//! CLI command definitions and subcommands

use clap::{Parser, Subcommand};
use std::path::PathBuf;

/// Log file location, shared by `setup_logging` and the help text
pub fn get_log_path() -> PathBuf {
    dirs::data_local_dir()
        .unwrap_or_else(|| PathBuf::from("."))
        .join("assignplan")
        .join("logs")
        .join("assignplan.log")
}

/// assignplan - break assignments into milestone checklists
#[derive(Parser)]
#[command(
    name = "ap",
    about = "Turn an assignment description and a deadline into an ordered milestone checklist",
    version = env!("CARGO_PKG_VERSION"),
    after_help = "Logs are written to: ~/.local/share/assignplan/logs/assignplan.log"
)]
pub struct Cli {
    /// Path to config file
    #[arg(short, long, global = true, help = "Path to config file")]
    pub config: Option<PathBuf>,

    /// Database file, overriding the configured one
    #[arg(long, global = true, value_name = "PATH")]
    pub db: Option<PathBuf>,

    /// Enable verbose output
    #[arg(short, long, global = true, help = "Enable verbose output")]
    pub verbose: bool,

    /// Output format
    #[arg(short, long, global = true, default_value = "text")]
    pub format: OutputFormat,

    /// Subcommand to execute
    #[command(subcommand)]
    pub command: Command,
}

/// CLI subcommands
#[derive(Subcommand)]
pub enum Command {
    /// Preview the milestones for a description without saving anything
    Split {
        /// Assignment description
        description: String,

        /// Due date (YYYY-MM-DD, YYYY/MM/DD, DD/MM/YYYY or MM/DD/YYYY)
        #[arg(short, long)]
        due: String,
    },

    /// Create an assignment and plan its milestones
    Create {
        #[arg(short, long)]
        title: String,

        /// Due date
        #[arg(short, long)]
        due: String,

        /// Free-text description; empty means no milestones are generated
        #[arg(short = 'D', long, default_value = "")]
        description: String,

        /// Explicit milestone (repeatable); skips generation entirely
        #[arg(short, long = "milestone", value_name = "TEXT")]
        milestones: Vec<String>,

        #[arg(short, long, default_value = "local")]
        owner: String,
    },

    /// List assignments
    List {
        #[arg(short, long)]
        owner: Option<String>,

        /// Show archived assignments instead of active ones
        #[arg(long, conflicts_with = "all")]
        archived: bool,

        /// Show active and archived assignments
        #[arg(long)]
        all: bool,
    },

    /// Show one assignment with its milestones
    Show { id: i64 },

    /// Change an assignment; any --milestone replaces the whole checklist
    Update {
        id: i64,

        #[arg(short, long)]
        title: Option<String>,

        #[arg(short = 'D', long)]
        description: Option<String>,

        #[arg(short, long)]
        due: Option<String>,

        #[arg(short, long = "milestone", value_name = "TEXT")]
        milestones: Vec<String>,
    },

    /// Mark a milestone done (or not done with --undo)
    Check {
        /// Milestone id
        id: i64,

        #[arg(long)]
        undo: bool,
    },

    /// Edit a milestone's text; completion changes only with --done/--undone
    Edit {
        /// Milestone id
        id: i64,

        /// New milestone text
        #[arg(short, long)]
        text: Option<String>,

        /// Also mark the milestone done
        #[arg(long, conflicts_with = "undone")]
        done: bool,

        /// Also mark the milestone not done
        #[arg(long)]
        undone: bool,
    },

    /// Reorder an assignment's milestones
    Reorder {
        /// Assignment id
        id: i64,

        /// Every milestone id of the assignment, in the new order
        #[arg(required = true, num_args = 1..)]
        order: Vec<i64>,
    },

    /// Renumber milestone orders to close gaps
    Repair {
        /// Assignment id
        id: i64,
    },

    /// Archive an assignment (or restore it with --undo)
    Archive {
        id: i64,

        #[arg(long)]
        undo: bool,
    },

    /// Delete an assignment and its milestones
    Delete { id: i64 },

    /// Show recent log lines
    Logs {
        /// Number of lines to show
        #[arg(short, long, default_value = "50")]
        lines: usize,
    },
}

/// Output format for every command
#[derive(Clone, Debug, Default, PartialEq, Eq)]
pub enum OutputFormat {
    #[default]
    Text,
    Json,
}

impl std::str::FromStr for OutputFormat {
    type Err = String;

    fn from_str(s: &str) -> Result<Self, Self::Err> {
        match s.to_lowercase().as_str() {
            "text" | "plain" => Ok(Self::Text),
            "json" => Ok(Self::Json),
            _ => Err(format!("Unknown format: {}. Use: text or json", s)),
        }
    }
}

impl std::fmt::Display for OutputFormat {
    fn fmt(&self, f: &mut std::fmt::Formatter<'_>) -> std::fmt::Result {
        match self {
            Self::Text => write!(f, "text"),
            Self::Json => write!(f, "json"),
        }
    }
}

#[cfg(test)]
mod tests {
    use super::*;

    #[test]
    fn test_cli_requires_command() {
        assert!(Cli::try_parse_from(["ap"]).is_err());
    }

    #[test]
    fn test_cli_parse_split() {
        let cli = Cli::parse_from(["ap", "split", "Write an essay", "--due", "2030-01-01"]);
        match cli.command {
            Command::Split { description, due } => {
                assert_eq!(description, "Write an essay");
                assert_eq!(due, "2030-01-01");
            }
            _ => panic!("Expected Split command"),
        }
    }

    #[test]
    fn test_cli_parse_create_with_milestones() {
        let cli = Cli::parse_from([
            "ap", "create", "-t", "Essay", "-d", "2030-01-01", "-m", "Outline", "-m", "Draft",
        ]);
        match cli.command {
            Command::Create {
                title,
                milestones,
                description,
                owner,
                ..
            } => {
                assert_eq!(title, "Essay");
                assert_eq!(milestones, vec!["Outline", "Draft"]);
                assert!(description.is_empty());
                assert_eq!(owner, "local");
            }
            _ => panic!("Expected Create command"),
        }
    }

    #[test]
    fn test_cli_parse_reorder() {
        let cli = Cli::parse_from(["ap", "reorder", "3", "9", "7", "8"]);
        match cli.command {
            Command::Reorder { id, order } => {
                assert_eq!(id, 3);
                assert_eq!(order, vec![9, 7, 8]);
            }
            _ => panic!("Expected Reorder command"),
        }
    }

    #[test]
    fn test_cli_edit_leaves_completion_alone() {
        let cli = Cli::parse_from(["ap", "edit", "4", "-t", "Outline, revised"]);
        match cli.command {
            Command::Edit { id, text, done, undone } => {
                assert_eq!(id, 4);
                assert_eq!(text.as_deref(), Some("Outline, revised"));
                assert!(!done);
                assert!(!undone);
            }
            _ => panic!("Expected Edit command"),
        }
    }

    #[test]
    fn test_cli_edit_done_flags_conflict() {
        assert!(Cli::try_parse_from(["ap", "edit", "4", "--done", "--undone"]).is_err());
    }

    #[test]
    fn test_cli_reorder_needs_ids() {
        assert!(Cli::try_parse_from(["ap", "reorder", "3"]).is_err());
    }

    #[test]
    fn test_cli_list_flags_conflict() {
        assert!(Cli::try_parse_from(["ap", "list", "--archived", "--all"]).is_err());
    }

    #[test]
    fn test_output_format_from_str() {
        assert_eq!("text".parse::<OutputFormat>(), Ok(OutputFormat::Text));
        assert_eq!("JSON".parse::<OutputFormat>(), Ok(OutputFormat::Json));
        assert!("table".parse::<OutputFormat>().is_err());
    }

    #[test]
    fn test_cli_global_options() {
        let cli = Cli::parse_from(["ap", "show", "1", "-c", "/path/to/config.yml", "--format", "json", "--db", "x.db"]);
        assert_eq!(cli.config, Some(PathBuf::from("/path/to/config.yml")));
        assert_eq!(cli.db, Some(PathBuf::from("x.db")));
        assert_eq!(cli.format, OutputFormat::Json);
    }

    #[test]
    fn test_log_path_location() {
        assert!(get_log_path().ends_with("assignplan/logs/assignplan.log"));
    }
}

━━━━━━━━━━━━━━━━━━━━━━━━━━━━━━

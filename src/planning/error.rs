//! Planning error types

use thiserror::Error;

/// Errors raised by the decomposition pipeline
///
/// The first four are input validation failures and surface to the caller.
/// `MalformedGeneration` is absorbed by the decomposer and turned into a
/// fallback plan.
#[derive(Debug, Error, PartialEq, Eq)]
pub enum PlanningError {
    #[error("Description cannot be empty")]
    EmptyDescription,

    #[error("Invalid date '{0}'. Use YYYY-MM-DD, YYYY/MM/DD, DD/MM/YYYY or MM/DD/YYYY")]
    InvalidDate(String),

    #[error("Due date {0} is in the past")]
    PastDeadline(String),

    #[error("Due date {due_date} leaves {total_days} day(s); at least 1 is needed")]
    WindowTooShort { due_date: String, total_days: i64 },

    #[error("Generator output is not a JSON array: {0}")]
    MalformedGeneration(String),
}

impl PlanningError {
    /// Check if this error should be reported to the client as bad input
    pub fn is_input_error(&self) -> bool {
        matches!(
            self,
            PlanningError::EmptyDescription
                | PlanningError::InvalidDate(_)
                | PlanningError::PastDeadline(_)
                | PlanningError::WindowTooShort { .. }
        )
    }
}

━━━━━━━━━━━━━━━━━━━━━━━━━━━━━━

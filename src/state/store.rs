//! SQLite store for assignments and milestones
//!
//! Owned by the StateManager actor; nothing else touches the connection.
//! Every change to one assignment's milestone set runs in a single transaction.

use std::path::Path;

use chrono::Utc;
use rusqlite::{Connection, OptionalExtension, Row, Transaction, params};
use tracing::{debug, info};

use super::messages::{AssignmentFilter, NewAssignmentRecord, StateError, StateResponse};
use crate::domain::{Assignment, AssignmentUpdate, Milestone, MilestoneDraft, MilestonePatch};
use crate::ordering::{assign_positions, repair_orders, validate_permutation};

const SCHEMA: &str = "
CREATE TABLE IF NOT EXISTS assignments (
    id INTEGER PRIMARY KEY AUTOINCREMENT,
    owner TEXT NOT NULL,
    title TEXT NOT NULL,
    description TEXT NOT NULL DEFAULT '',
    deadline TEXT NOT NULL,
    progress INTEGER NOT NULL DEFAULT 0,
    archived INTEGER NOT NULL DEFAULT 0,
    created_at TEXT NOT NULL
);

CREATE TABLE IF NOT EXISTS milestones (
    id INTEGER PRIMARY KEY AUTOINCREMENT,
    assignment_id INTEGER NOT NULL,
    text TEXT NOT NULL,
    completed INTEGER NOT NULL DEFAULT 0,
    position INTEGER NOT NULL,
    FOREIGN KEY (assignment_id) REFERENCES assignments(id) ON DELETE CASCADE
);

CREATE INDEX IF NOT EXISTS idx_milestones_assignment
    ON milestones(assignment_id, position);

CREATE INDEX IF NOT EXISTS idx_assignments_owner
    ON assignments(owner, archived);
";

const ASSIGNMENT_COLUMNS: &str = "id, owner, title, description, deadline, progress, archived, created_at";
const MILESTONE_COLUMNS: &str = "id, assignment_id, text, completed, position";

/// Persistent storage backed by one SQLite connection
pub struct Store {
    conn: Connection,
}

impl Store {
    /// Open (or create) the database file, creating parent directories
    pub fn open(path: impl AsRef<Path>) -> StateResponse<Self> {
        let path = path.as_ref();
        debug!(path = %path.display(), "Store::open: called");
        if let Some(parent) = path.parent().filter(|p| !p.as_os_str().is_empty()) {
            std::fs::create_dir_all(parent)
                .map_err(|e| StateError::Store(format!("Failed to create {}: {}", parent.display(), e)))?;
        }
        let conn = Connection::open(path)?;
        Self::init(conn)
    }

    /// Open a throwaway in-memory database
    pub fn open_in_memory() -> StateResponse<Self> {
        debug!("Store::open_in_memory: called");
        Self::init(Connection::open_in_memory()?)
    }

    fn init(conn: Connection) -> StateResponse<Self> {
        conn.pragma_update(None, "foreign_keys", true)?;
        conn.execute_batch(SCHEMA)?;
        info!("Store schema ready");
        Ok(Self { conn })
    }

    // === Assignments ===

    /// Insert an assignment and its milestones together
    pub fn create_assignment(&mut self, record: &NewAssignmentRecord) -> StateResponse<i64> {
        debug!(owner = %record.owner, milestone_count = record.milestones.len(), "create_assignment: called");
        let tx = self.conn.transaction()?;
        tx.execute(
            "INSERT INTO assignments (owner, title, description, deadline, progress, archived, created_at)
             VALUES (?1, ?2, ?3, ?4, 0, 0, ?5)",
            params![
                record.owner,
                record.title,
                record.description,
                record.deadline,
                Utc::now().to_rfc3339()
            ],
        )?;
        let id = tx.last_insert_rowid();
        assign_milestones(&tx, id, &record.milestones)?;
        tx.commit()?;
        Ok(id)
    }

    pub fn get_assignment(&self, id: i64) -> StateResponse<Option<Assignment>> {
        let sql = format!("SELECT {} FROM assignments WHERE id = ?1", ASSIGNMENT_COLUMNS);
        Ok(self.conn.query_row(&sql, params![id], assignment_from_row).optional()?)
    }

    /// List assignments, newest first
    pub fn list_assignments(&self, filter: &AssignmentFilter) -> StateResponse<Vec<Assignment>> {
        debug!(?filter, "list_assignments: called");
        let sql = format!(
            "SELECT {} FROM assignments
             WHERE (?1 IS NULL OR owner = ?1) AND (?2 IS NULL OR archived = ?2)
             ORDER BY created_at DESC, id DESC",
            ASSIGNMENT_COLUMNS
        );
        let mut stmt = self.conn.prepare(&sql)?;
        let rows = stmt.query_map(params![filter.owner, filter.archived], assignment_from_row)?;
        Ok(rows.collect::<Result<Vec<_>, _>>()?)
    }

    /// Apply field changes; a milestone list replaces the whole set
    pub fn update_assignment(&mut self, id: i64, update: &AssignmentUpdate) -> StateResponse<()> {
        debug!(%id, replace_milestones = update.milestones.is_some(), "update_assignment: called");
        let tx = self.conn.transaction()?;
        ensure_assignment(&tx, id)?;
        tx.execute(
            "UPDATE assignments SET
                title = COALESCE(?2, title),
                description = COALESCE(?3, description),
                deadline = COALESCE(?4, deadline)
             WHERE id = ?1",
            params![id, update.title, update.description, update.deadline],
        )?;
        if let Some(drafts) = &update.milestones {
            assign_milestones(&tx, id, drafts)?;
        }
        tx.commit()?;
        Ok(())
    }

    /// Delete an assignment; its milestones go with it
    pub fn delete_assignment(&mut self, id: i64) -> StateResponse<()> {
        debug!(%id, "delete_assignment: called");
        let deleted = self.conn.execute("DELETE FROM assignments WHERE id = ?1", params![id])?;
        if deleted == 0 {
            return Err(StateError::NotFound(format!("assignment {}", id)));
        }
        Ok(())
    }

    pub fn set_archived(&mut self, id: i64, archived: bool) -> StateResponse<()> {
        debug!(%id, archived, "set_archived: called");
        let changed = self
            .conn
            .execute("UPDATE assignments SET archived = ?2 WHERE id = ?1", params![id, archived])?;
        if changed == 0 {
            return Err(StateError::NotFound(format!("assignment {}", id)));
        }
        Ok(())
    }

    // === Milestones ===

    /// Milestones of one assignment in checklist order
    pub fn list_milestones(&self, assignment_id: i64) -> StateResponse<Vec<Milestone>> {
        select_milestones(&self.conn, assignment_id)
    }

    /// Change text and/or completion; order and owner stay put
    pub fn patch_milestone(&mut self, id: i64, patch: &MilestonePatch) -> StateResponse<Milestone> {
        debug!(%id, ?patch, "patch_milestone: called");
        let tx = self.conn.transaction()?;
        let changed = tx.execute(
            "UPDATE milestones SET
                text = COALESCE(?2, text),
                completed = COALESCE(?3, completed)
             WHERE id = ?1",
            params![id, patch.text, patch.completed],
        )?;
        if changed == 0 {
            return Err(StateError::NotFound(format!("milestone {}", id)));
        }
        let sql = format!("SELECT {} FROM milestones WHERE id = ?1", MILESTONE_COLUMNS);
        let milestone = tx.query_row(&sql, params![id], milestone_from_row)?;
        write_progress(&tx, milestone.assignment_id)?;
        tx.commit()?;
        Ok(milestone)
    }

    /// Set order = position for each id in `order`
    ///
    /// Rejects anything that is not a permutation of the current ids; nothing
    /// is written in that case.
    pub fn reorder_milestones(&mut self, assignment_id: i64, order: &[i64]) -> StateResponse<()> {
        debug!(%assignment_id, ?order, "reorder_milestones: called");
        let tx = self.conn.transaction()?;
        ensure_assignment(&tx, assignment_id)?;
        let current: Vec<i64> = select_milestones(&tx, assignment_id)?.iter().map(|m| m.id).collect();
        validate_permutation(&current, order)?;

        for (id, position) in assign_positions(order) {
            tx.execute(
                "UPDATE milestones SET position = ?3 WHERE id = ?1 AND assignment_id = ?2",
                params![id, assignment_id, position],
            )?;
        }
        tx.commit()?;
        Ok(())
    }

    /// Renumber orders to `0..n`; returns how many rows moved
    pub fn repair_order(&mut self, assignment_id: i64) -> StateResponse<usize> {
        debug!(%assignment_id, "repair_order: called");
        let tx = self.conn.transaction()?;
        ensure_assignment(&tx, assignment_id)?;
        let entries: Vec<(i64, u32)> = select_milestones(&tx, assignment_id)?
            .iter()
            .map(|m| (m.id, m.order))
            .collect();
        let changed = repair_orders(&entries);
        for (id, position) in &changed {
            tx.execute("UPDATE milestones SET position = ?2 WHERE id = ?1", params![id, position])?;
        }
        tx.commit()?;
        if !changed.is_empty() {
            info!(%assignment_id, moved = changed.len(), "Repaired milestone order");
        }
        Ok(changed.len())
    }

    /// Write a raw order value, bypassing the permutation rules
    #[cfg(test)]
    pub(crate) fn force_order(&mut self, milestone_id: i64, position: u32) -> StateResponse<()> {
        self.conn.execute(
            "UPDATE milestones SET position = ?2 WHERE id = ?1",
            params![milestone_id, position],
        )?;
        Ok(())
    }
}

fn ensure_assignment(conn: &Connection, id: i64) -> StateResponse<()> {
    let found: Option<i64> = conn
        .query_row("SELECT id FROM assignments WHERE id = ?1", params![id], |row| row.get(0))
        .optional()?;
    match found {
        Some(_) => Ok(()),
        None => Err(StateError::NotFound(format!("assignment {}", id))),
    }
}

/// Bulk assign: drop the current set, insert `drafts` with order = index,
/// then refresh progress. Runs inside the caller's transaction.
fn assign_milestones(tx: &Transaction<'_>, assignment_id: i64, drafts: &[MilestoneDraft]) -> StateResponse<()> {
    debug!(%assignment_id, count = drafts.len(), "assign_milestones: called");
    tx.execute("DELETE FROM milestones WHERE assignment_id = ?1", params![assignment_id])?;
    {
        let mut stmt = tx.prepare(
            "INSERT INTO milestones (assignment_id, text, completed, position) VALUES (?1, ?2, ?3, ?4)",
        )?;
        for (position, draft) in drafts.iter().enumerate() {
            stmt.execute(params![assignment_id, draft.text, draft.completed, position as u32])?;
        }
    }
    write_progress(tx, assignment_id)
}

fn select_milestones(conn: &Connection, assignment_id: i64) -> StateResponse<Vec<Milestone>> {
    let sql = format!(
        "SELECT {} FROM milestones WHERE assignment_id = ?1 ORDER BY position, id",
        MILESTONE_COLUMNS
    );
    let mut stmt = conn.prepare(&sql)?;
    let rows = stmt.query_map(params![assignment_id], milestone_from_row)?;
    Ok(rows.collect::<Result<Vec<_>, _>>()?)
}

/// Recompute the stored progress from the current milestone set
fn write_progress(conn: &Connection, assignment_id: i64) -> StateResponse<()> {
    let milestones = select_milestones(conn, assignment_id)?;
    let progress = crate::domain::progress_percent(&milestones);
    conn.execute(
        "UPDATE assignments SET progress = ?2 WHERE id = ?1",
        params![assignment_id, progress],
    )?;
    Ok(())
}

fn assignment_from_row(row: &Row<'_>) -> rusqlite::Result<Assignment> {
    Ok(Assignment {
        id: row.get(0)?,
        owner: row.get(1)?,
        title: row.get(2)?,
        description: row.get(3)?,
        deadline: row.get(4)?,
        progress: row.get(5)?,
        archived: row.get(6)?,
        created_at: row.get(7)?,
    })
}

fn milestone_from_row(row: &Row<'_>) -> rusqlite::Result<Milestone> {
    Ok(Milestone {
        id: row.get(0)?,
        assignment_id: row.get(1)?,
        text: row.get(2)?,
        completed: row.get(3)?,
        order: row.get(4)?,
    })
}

━━━━━━━━━━━━━━━━━━━━━━━━━━━━━━

Your assignment
Note each line above that holds "VALUES", then copy all of them.

Result
             VALUES (?1, ?2, ?3, ?4, 0, 0, ?5)",
            "INSERT INTO milestones (assignment_id, text, completed, position) VALUES (?1, ?2, ?3, ?4)",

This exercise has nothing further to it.